» Your task: Would you repeat the whole listing exactly?

» Extracted information:
========================================

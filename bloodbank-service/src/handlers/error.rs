//! API error types for handler operations
//!
//! Every failed request ends as an [`ApiError`]: a closed [`ApiErrorKind`]
//! with a fixed HTTP status plus a resource-aware message. The response body
//! is always `{"message": ..., "errorType": ...}`; `errorType` and the
//! wording of 5xx messages depend on the deployment [`Environment`].

use std::fmt;

use axum::{
    http::StatusCode,
    response::{IntoResponse, Response},
    Json,
};
use serde::Serialize;

use crate::config::Environment;

/// Client-facing text for any 5xx in production-like environments
pub const SANITIZED_MESSAGE: &str = "An internal server error occurred. Please try again later.";

/// Operation being performed when the API error occurred
#[derive(Debug, Clone, Copy, PartialEq, Eq, Hash)]
pub enum ApiOperation {
    /// Listing a resource
    List,
    /// Creating a record
    Create,
    /// Replacing a record
    Update,
    /// Deleting a record
    Delete,
    /// Matching a route
    Route,
}

impl fmt::Display for ApiOperation {
    fn fmt(&self, f: &mut fmt::Formatter<'_>) -> fmt::Result {
        match self {
            Self::List => write!(f, "list"),
            Self::Create => write!(f, "create"),
            Self::Update => write!(f, "update"),
            Self::Delete => write!(f, "delete"),
            Self::Route => write!(f, "route"),
        }
    }
}

/// Category of API error
#[derive(Debug, Clone, Copy, PartialEq, Eq, Hash)]
pub enum ApiErrorKind {
    /// Missing or malformed field, or a rejected domain value
    ValidationError,
    /// Foreign key names a row that does not exist
    InvalidReference,
    /// Primary key or unique column already taken
    DuplicateKey,
    /// No such record or route
    NotFound,
    /// Delete blocked by referencing rows
    ReferentialConflict,
    /// Request body over the configured limit
    PayloadTooLarge,
    /// Anything else
    InternalError,
}

impl fmt::Display for ApiErrorKind {
    fn fmt(&self, f: &mut fmt::Formatter<'_>) -> fmt::Result {
        f.write_str(self.error_type())
    }
}

impl ApiErrorKind {
    /// Get the HTTP status code for this error kind
    #[must_use]
    pub const fn status_code(&self) -> StatusCode {
        match self {
            Self::ValidationError | Self::InvalidReference => StatusCode::BAD_REQUEST,
            Self::DuplicateKey | Self::ReferentialConflict => StatusCode::CONFLICT,
            Self::NotFound => StatusCode::NOT_FOUND,
            Self::PayloadTooLarge => StatusCode::PAYLOAD_TOO_LARGE,
            Self::InternalError => StatusCode::INTERNAL_SERVER_ERROR,
        }
    }

    /// Name reported as `errorType`
    #[must_use]
    pub const fn error_type(&self) -> &'static str {
        match self {
            Self::ValidationError => "ValidationError",
            Self::InvalidReference => "InvalidReference",
            Self::DuplicateKey => "DuplicateKey",
            Self::NotFound => "NotFound",
            Self::ReferentialConflict => "ReferentialConflict",
            Self::PayloadTooLarge => "PayloadTooLarge",
            Self::InternalError => "InternalError",
        }
    }
}

/// Structured API error with operation context
#[derive(Debug, Clone, PartialEq, Eq)]
pub struct ApiError {
    /// The operation being performed when the error occurred
    pub operation: ApiOperation,
    /// The category of error
    pub kind: ApiErrorKind,
    /// Client-facing message
    pub message: String,
    /// Resource path, when the error belongs to one
    pub resource: Option<&'static str>,
    /// Underlying cause; logged, never sent
    pub detail: Option<String>,
    /// Decides 5xx wording and whether `errorType` is sent
    pub environment: Environment,
}

/// JSON body of every error response
#[derive(Debug, Serialize)]
#[serde(rename_all = "camelCase")]
pub struct ErrorBody {
    pub message: String,
    #[serde(skip_serializing_if = "Option::is_none")]
    pub error_type: Option<&'static str>,
}

impl ApiError {
    pub fn new(operation: ApiOperation, kind: ApiErrorKind, message: impl Into<String>) -> Self {
        Self {
            operation,
            kind,
            message: message.into(),
            resource: None,
            detail: None,
            environment: Environment::default(),
        }
    }

    pub fn validation(operation: ApiOperation, message: impl Into<String>) -> Self {
        Self::new(operation, ApiErrorKind::ValidationError, message)
    }

    /// Unmatched method and path
    pub fn route_not_found(method: &str, path: &str) -> Self {
        Self::new(
            ApiOperation::Route,
            ApiErrorKind::NotFound,
            format!("API route not found: {method} {path}"),
        )
    }

    #[must_use]
    pub fn with_resource(mut self, resource: &'static str) -> Self {
        self.resource = Some(resource);
        self
    }

    #[must_use]
    pub fn with_detail(mut self, detail: impl Into<String>) -> Self {
        self.detail = Some(detail.into());
        self
    }

    #[must_use]
    pub fn with_environment(mut self, environment: Environment) -> Self {
        self.environment = environment;
        self
    }

    /// Body as the client will see it
    pub fn body(&self) -> ErrorBody {
        let production = self.environment.is_production_like();
        let message = if production && self.kind.status_code().is_server_error() {
            SANITIZED_MESSAGE.to_string()
        } else {
            self.message.clone()
        };
        ErrorBody {
            message,
            error_type: (!production).then(|| self.kind.error_type()),
        }
    }
}

impl fmt::Display for ApiError {
    fn fmt(&self, f: &mut fmt::Formatter<'_>) -> fmt::Result {
        write!(
            f,
            "API {} error during {}: {}",
            self.kind, self.operation, self.message
        )?;
        if let Some(resource) = self.resource {
            write!(f, " [{}]", resource)?;
        }
        Ok(())
    }
}

impl std::error::Error for ApiError {}

impl IntoResponse for ApiError {
    fn into_response(self) -> Response {
        let status = self.kind.status_code();

        if status.is_server_error() {
            tracing::error!(
                operation = %self.operation,
                kind = %self.kind,
                resource = ?self.resource,
                detail = ?self.detail,
                "API error: {}", self.message
            );
        } else {
            tracing::warn!(
                operation = %self.operation,
                kind = %self.kind,
                resource = ?self.resource,
                "API error: {}", self.message
            );
        }

        (status, Json(self.body())).into_response()
    }
}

========================================

» Expected answer:
filename bloodbank-service/src/handlers/error.rs
//! API error types for handler operations
//!
//! Every failed request ends as an [`ApiError`]: a closed [`ApiErrorKind`]
//! with a fixed HTTP status plus a resource-aware message. The response body
//! is always `{"message": ..., "errorType": ...}`; `errorType` and the
//! wording of 5xx messages depend on the deployment [`Environment`].

use std::fmt;

use axum::{
    http::StatusCode,
    response::{IntoResponse, Response},
    Json,
};
use serde::Serialize;

use crate::config::Environment;

/// Client-facing text for any 5xx in production-like environments
pub const SANITIZED_MESSAGE: &str = "An internal server error occurred. Please try again later.";

/// Operation being performed when the API error occurred
#[derive(Debug, Clone, Copy, PartialEq, Eq, Hash)]
pub enum ApiOperation {
    /// Listing a resource
    List,
    /// Creating a record
    Create,
    /// Replacing a record
    Update,
    /// Deleting a record
    Delete,
    /// Matching a route
    Route,
}

impl fmt::Display for ApiOperation {
    fn fmt(&self, f: &mut fmt::Formatter<'_>) -> fmt::Result {
        match self {
            Self::List => write!(f, "list"),
            Self::Create => write!(f, "create"),
            Self::Update => write!(f, "update"),
            Self::Delete => write!(f, "delete"),
            Self::Route => write!(f, "route"),
        }
    }
}

/// Category of API error
#[derive(Debug, Clone, Copy, PartialEq, Eq, Hash)]
pub enum ApiErrorKind {
    /// Missing or malformed field, or a rejected domain value
    ValidationError,
    /// Foreign key names a row that does not exist
    InvalidReference,
    /// Primary key or unique column already taken
    DuplicateKey,
    /// No such record or route
    NotFound,
    /// Delete blocked by referencing rows
    ReferentialConflict,
    /// Request body over the configured limit
    PayloadTooLarge,
    /// Anything else
    InternalError,
}

impl fmt::Display for ApiErrorKind {
    fn fmt(&self, f: &mut fmt::Formatter<'_>) -> fmt::Result {
        f.write_str(self.error_type())
    }
}

impl ApiErrorKind {
    /// Get the HTTP status code for this error kind
    #[must_use]
    pub const fn status_code(&self) -> StatusCode {
        match self {
            Self::ValidationError | Self::InvalidReference => StatusCode::BAD_REQUEST,
            Self::DuplicateKey | Self::ReferentialConflict => StatusCode::CONFLICT,
            Self::NotFound => StatusCode::NOT_FOUND,
            Self::PayloadTooLarge => StatusCode::PAYLOAD_TOO_LARGE,
            Self::InternalError => StatusCode::INTERNAL_SERVER_ERROR,
        }
    }

    /// Name reported as `errorType`
    #[must_use]
    pub const fn error_type(&self) -> &'static str {
        match self {
            Self::ValidationError => "ValidationError",
            Self::InvalidReference => "InvalidReference",
            Self::DuplicateKey => "DuplicateKey",
            Self::NotFound => "NotFound",
            Self::ReferentialConflict => "ReferentialConflict",
            Self::PayloadTooLarge => "PayloadTooLarge",
            Self::InternalError => "InternalError",
        }
    }
}

/// Structured API error with operation context
#[derive(Debug, Clone, PartialEq, Eq)]
pub struct ApiError {
    /// The operation being performed when the error occurred
    pub operation: ApiOperation,
    /// The category of error
    pub kind: ApiErrorKind,
    /// Client-facing message
    pub message: String,
    /// Resource path, when the error belongs to one
    pub resource: Option<&'static str>,
    /// Underlying cause; logged, never sent
    pub detail: Option<String>,
    /// Decides 5xx wording and whether `errorType` is sent
    pub environment: Environment,
}

/// JSON body of every error response
#[derive(Debug, Serialize)]
#[serde(rename_all = "camelCase")]
pub struct ErrorBody {
    pub message: String,
    #[serde(skip_serializing_if = "Option::is_none")]
    pub error_type: Option<&'static str>,
}

impl ApiError {
    pub fn new(operation: ApiOperation, kind: ApiErrorKind, message: impl Into<String>) -> Self {
        Self {
            operation,
            kind,
            message: message.into(),
            resource: None,
            detail: None,
            environment: Environment::default(),
        }
    }

    pub fn validation(operation: ApiOperation, message: impl Into<String>) -> Self {
        Self::new(operation, ApiErrorKind::ValidationError, message)
    }

    /// Unmatched method and path
    pub fn route_not_found(method: &str, path: &str) -> Self {
        Self::new(
            ApiOperation::Route,
            ApiErrorKind::NotFound,
            format!("API route not found: {method} {path}"),
        )
    }

    #[must_use]
    pub fn with_resource(mut self, resource: &'static str) -> Self {
        self.resource = Some(resource);
        self
    }

    #[must_use]
    pub fn with_detail(mut self, detail: impl Into<String>) -> Self {
        self.detail = Some(detail.into());
        self
    }

    #[must_use]
    pub fn with_environment(mut self, environment: Environment) -> Self {
        self.environment = environment;
        self
    }

    /// Body as the client will see it
    pub fn body(&self) -> ErrorBody {
        let production = self.environment.is_production_like();
        let message = if production && self.kind.status_code().is_server_error() {
            SANITIZED_MESSAGE.to_string()
        } else {
            self.message.clone()
        };
        ErrorBody {
            message,
            error_type: (!production).then(|| self.kind.error_type()),
        }
    }
}

impl fmt::Display for ApiError {
    fn fmt(&self, f: &mut fmt::Formatter<'_>) -> fmt::Result {
        write!(
            f,
            "API {} error during {}: {}",
            self.kind, self.operation, self.message
        )?;
        if let Some(resource) = self.resource {
            write!(f, " [{}]", resource)?;
        }
        Ok(())
    }
}

impl std::error::Error for ApiError {}

impl IntoResponse for ApiError {
    fn into_response(self) -> Response {
        let status = self.kind.status_code();

        if status.is_server_error() {
            tracing::error!(
                operation = %self.operation,
                kind = %self.kind,
                resource = ?self.resource,
                detail = ?self.detail,
                "API error: {}", self.message
            );
        } else {
            tracing::warn!(
                operation = %self.operation,
                kind = %self.kind,
                resource = ?self.resource,
                "API error: {}", self.message
            );
        }

        (status, Json(self.body())).into_response()
    }
}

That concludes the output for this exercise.